• [Work to complete] Only lines with the word "before" are wanted; copy each of them from the listing below.

--------------------------------

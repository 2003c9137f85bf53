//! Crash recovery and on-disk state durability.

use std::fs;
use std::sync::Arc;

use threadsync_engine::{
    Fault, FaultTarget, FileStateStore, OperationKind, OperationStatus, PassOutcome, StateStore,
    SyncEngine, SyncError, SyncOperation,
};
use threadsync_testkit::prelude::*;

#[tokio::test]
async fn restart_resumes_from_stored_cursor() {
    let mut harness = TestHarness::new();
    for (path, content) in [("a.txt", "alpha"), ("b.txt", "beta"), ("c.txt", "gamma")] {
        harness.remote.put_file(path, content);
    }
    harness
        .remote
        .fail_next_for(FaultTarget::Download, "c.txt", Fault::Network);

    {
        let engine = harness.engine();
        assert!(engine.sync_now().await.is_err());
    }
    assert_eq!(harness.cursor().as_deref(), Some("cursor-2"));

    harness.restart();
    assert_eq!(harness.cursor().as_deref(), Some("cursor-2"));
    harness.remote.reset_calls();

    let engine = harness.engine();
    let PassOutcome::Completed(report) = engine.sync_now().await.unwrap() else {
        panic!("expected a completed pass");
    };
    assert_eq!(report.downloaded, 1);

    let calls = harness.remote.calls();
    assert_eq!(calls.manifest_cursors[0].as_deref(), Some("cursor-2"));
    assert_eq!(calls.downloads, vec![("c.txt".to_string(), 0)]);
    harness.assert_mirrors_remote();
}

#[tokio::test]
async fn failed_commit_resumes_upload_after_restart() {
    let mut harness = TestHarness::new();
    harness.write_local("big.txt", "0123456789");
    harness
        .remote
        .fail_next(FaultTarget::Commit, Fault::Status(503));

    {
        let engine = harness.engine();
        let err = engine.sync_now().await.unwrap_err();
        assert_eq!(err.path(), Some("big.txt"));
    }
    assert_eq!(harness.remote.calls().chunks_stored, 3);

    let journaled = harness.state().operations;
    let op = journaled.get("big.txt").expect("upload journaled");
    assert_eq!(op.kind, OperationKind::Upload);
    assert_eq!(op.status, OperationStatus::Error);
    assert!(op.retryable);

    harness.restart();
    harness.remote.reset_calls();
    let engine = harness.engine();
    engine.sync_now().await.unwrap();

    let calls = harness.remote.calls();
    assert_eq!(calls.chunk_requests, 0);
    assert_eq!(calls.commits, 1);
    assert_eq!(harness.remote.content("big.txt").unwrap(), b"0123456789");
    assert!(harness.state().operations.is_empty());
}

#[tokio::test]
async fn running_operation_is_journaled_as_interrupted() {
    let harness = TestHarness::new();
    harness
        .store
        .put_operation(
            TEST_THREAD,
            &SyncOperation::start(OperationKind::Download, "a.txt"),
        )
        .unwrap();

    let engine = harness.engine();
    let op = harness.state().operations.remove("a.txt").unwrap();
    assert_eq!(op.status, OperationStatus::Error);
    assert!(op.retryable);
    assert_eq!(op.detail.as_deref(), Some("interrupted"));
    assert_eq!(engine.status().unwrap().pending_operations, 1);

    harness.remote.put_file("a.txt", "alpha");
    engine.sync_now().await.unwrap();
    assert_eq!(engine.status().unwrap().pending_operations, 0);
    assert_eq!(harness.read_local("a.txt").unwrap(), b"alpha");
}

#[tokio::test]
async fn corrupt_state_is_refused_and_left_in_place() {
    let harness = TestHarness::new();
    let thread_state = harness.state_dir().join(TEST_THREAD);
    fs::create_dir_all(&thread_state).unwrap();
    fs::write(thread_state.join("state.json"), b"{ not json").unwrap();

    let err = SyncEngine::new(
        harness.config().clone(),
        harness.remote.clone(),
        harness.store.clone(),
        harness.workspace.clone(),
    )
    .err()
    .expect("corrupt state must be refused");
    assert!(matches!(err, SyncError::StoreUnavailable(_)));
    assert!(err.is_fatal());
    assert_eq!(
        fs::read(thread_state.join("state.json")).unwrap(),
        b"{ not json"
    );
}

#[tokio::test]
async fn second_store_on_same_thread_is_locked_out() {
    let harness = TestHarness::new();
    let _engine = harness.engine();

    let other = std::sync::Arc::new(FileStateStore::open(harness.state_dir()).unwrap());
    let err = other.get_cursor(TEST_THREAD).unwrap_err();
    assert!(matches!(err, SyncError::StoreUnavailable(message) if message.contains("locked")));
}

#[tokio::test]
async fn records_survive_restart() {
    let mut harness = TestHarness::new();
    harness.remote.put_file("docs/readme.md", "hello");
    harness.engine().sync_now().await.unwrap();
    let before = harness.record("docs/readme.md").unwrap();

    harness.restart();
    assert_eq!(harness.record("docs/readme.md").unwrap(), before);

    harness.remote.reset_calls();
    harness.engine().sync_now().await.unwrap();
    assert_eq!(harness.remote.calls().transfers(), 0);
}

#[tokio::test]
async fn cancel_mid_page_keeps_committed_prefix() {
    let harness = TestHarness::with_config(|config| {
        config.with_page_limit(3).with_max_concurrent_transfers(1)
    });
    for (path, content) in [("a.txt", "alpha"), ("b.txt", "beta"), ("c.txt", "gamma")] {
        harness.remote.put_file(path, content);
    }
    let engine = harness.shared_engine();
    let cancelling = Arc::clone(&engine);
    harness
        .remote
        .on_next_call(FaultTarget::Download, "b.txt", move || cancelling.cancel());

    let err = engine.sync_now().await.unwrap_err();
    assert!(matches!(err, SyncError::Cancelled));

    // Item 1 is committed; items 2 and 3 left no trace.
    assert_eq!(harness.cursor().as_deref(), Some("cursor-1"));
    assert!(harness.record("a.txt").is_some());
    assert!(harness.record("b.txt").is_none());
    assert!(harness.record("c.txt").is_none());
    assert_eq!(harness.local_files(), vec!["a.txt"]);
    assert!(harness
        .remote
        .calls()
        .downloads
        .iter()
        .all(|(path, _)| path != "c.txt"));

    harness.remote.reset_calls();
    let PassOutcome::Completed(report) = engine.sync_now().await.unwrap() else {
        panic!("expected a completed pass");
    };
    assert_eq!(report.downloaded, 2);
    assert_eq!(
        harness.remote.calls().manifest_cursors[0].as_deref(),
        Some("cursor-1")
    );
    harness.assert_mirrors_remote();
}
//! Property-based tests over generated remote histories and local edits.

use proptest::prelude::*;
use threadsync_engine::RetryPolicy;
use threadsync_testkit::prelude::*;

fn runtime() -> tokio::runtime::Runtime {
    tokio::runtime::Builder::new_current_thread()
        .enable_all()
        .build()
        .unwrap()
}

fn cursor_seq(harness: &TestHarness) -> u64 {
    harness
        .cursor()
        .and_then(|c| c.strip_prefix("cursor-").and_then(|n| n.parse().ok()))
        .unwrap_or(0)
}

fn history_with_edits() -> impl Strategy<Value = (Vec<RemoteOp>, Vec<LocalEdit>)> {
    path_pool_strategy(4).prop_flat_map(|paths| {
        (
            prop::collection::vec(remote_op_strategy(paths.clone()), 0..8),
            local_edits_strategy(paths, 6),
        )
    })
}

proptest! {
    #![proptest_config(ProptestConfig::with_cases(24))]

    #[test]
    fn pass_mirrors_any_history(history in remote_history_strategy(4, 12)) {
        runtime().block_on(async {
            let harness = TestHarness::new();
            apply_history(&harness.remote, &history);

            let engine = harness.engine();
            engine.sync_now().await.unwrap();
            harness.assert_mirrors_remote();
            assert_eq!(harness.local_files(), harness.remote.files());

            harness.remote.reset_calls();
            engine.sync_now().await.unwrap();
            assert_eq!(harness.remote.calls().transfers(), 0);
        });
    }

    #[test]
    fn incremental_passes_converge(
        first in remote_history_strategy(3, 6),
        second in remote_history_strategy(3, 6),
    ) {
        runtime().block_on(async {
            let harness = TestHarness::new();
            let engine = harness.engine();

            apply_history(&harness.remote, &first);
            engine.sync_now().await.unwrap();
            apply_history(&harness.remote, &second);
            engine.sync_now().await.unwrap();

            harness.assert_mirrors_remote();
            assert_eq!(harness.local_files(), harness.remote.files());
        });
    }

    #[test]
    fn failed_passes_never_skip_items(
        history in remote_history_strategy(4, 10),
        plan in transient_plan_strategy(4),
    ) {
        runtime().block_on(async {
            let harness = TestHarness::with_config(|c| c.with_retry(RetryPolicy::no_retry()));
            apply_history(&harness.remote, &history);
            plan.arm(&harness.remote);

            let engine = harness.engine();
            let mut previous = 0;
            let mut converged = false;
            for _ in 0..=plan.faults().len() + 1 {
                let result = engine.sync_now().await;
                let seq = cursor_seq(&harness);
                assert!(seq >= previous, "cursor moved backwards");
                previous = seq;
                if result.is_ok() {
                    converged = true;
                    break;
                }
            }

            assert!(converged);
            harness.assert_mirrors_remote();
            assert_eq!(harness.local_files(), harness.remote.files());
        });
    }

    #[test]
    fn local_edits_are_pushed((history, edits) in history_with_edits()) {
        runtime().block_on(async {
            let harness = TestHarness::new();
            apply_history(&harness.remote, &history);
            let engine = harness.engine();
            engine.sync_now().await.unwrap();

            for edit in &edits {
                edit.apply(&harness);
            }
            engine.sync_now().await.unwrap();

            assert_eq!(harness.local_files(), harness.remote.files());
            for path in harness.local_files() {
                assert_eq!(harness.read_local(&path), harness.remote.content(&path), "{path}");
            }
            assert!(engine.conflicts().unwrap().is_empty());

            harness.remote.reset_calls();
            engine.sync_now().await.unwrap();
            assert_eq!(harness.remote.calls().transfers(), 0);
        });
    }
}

--------------------------------

• [Expected output]
    let before = harness.record("docs/readme.md").unwrap();
    assert_eq!(harness.record("docs/readme.md").unwrap(), before);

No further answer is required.